# Angela Gheorghiu, The Love Of My Opera Life



## Truvianni (Apr 21, 2011)

An article about my love for Angela Gheorghiu as both a great soprano and performer; as well as a woman of incredible sexual beauty. 

My admiration for Angela Gheorghiu started a few years ago when I woke up one morning and turned on my TV to Mezzo; the French classical music channel. It being then that I saw one of the most beautiful women I had ever seen in or out of opera, performing the aria “Habanera” in a segment from the opera “Carmen” by Bizet. As for myself, it was not an issue of my never having seen or heard anybody else perform this very aria but there was something in the way this sensuous woman with dark black hair interpreted this aria that made it so alluring to watch; as she with not only her voice but body and coquette gestures performed it. It was Angela who added so much with not only her graceful sexuality but the way her eyes and smiles added to her interpretation; all of which making her as if an actress in a scene of seduction. 

I at that point must admit was captured by Angela even to the point of being enamored with her, not only as a great soprano but by her femininity which came across in the way no other’s ever had in the world of opera. Of course there had been other ladies of beauty in opera such as Te Kanawa or Fleming yet Angela Gheorghiu was one who in a way was to opera what Marilyn Monroe had been to cinema, her being a woman who put so much of her female self in to her parts that never failed to exclude feminine passion. Looks wise hers was a face that combined beauty with personality that perhaps did not always include symmetrical features yet soft ones that to my eye made her a delight to watch; as she expressed herself in arias which seemed almost composed for her womanhood. I even getting the impression hers was pure celestial joy whilst she delighted with her persona and above all talent. 

It was then that I became a fan of Angela’s as I at one point had become one of Kiri Te Kanawa yet with Angela it was equally an infatuation with her as a woman as it was as a soprano. My desire for her being like what I would have probably felt had I lived in the time of Marilyn Monroe. Naturally I took to following her career and above all operas, most of which she performed with her soon to be ex-husband; Roberto Alagna. I must acknowledge that she even lend something extraordinary to roles that previously had not been among my favorites, as she brought a certain capricious nature to them that was not pretentious in anyway yet much like an adorable child. This being precisely how I saw her as Flora Tosca in Puccini’s “Tosca”, specially when playing the jealous lover next to Roberto Alagna in act I in which she acts with suspicion over the gorgeousness displayed in Cavaradossi’s painting of the Magdalena; claiming “e tropo bella” (she is too beautiful). 

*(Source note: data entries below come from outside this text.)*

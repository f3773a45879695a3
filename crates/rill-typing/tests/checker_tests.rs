use pretty_assertions::assert_eq;
use rill_core::ast::ItemKind;
use rill_core::diagnostics::{Diagnostic, DiagnosticKind};
use rill_core::module::{resolve_modules, ModuleMap, ResolvedProgram};
use rill_lang::parse_program;
use rill_typing::{check_program, CheckedProgram};
use std::rc::Rc;

fn check(src: &str) -> Result<CheckedProgram, Vec<Diagnostic>> {
    let program = parse_program(src).unwrap_or_else(|e| panic!("parse failed: {e}"));
    check_program(&ResolvedProgram::single("main", Rc::new(program)))
}

fn errors(src: &str) -> Vec<String> {
    match check(src) {
        Ok(_) => panic!("expected type errors for:\n{src}"),
        Err(errors) => errors.iter().map(|d| d.message.clone()).collect(),
    }
}

fn assert_ok(src: &str) -> CheckedProgram {
    check(src).unwrap_or_else(|errors| {
        let rendered: Vec<String> = errors.iter().map(ToString::to_string).collect();
        panic!("unexpected type errors:\n{}", rendered.join("\n"))
    })
}

#[test]
fn well_typed_program_passes() {
    let checked = assert_ok(
        r#"
        record Point { x: Int, y: Int }
        enum Shape { Circle(Float), Rect(Float, Float), Empty }
        fn area(s) = match s {
            Shape::Circle(r) => 3.14 * r * r,
            Shape::Rect(w, h) => w * h,
            _ => 0.0
        };
        let p = Point { x: 1, y: 2 };
        let q = p with { y: 5 };
        let total = q.x + q.y;
        let shapes = [Shape::Circle(1.0), Shape::Rect(2.0, 3.0), Shape::Empty];
        map(shapes, area)
        "#,
    );
    assert!(checked.warnings.is_empty());
    assert!(checked.schemas.record("Point").is_some());
}

#[test]
fn arithmetic_on_non_numbers_is_rejected() {
    assert_eq!(
        errors("let a = true * 2;"),
        vec!["arithmetic operator `*` expects numbers, found Bool"]
    );
    assert_eq!(
        errors(r#"let b = "n" + 1;"#),
        vec!["operator `+` cannot be applied to String and Int"]
    );
    assert_ok(r#"let c = "a" + "b"; let d = 1 + 2.5;"#);
}

#[test]
fn record_with_rejects_unknown_fields() {
    let err = check(
        r#"
        record Point { x: Int, y: Int }
        Point { x: 1, y: 2 } with { z: 3 }
        "#,
    )
    .expect_err("unknown field");
    assert_eq!(err.len(), 1);
    assert_eq!(err[0].kind, DiagnosticKind::Type);
    assert_eq!(err[0].message, "record 'Point' has no field 'z'");
    assert!(err[0].to_string().starts_with("Type Error (Line 3, Position"));
}

#[test]
fn record_construction_needs_exactly_the_declared_fields() {
    let messages = errors(
        r#"
        record User { name: String, age: Int }
        let u = User { name: "ann", nick: "a" };
        let v = User { name: 3, age: 1 };
        let w = u.email;
        "#,
    );
    assert_eq!(
        messages,
        vec![
            "record 'User' has no field 'nick'",
            "missing field 'age' in record 'User'",
            "field 'name': expected String, found Int",
            "record 'User' has no field 'email'",
        ]
    );
}

#[test]
fn enum_construction_uses_declared_variants() {
    let messages = errors(
        r#"
        enum Shape { Circle(Float), Empty }
        let a = Shape::Square(1.0);
        let b = Shape::Circle("big");
        let c = Shape::Empty(1);
        "#,
    );
    assert_eq!(
        messages,
        vec![
            "enum 'Shape' has no variant 'Square'",
            "payload of 'Shape::Circle': expected Float, found String",
            "variant 'Shape::Empty' takes no payload",
        ]
    );
}

#[test]
fn tuple_destructuring_arity_must_match() {
    assert_eq!(
        errors("let (x, y) = (1, 2, 3);"),
        vec!["tuple pattern has 2 element(s) but the value has 3"]
    );
    assert_ok("let (x, y) = (1, 2); x + y");
}

#[test]
fn match_requires_trailing_wildcard() {
    assert_eq!(
        errors("let r = match 3 { 1 => \"one\", n => \"many\" };"),
        vec!["match must end with a wildcard arm `_ =>`"]
    );
    assert_eq!(
        errors("let r = match 3 { 1 => 1, _ if true => 2 };"),
        vec!["match must end with a wildcard arm `_ =>`"]
    );
}

#[test]
fn rebinding_in_the_same_scope_is_rejected() {
    assert_eq!(
        errors("let x = 1;\nlet x = 2;"),
        vec!["'x' is already defined in this scope"]
    );
    assert_ok("let x = 1; let y = { let x = 2; x };");
    assert_eq!(
        errors("fn f(a, a) = a;"),
        vec!["duplicate parameter 'a'"]
    );
}

#[test]
fn constant_refinements_are_checked_statically() {
    let messages = errors(
        r#"
        type Percent = Int where value >= 0 && value <= 100;
        type Name = String where len(value) > 0;
        let ok: Percent = 40;
        let bad: Percent = 150;
        let empty: Name = "";
        fn scale(p: Percent) = p * 2;
        scale(101)
        "#,
    );
    assert_eq!(
        messages,
        vec![
            "value 150 does not satisfy refinement 'Percent'",
            "value \"\" does not satisfy refinement 'Name'",
            "value 101 does not satisfy refinement 'Percent'",
        ]
    );
}

#[test]
fn refinements_over_runtime_values_are_deferred() {
    assert_ok(
        r#"
        type Percent = Int where value >= 0 && value <= 100;
        fn pick(x) { let p: Percent = x; p }
        pick(7)
        "#,
    );
}

#[test]
fn await_placement() {
    let messages = errors(
        r#"
        async fn fetch_one() = 1;
        fn sync_caller() = await fetch_one();
        let guarded = match 1 { n if await fetch_one() == n => 1, _ => 0 };
        "#,
    );
    assert_eq!(
        messages,
        vec![
            "await is only allowed inside async functions and blocks",
            "await is not allowed in a match guard",
        ]
    );
    assert_ok(
        r#"
        async fn fetch_one() = 1;
        async fn caller() = await fetch_one() + 1;
        let top = await caller();
        let block = async { await fetch_one() };
        "#,
    );
}

#[test]
fn too_many_arguments() {
    assert_eq!(
        errors("fn add(a, b) = a + b;\nadd(1, 2, 3)"),
        vec!["function expects 2 argument(s), found 3"]
    );
    assert_eq!(
        errors("len([1], 2)"),
        vec!["'len' expects 1 argument(s), found 2"]
    );
    // partial application is fine
    assert_ok("fn add(a, b) = a + b;\nlet inc = add(1);\ninc(2)");
}

#[test]
fn unknown_types_in_annotations() {
    assert_eq!(
        errors("fn f(w: Widget) = w;"),
        vec!["unknown type 'Widget'"]
    );
}

#[test]
fn infinite_stream_without_take_warns() {
    let checked = assert_ok(
        r#"
        let naturals = generate_infinite(|i| i);
        let evens = naturals |> filter(|n| n % 2 == 0);
        collect(evens)
        collect(take(evens, 3))
        "#,
    );
    assert_eq!(checked.warnings.len(), 1);
    assert_eq!(
        checked.warnings[0].message,
        "unbounded stream from generate_infinite reaches `collect` without `take`"
    );
    assert_eq!(checked.warnings[0].kind, DiagnosticKind::Warning);
}

#[test]
fn purity_analysis_marks_memoizable_functions() {
    let program = parse_program(
        r#"
        fn square(x) { log("squaring", x); x * x }
        fn sum_squares(a, b) = square(a) + square(b);
        fn remote(q) = ask(q);
        fn relay(q) = remote(q);
        async fn later(x) = x;
        "#,
    )
    .expect("parses");
    let ids: Vec<_> = program
        .items
        .iter()
        .filter_map(|item| match &item.kind {
            ItemKind::Function(decl) => Some(decl.id),
            _ => None,
        })
        .collect();
    let checked =
        check_program(&ResolvedProgram::single("main", Rc::new(program))).expect("checks");
    let pure: Vec<bool> = ids.iter().map(|id| checked.purity.is_pure(*id)).collect();
    assert_eq!(pure, vec![true, true, false, false, false]);
}

#[test]
fn imported_function_types_flow_across_modules() {
    let lib = parse_program("export fn double(x: Int) -> Int = x * 2;").expect("lib parses");
    let main = parse_program(
        r#"
        import { double as twice } from "math";
        twice("nope")
        "#,
    )
    .expect("main parses");
    let modules = ModuleMap::new().with_module("math", lib);
    let resolved = resolve_modules("main", Rc::new(main), &modules).expect("resolves");
    let errors = check_program(&resolved).expect_err("argument mismatch");
    assert_eq!(errors[0].message, "argument 1: expected Int, found String");
}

Angela Gheorghiu in the second act would deliver a stupendous rendition of “Vissi D’ Arte” (face of art) which I had heard several times before yet when taken to her ways became as if an aria I was hearing for the first time; as there seemed to be a passion which had never been there. Angela Gheorghiu in the second act of Tosca would also demonstrate all her strength of character when slaying police chief “Scarpia”, declaring she is Floria Tosca after having claimed “mouri, mouri” (die, die). 

Act three did not fail to live up to my expectations in this film version of Tosca and neither did Angela Gheorghiu, as she displayed so much emotion when she believes her lover to be pretending to be dead; only to discover that his was not a game of deceit. It being at that point that she is discovered and rather than be taken alive she decides to end her own life by jumping off the building before she can be captured; all as if to prove that only Tosca can decide such matters. 

I would go on to see Angela Gheorghiu and Roberto Alagna perform in several other roles such as Mimi and Rodolfo in “La Boheme” and even in a gala event concert in Dresden which like many of her performances I recorded on DVD from Mezzo. I for my part must even confess to have written two articles about her entitled “Why Do We Love?” and “What Makes Us Love?”. This holding as truth though I did not mention it in anyway that be direct or even indirect that they were about Angela yet it is now that she will be once again free of the bond of matrimony that I declare that they were about Angela Gheorghiu. It being her for whom I felt when I wrote the above mentioned phrases to love. 

As for myself, it maybe that I never get to meet Angela Gheorghiu yet I can do no other than dream that I might someday be the object of her adoration, as she is of mine or that my poems might capture her spirit as it might soar; as her voice does on to mine. This for it is my fantasies that include her in ways I dare not even mention in this article or in any other save to her if ever our paths should cross.


----------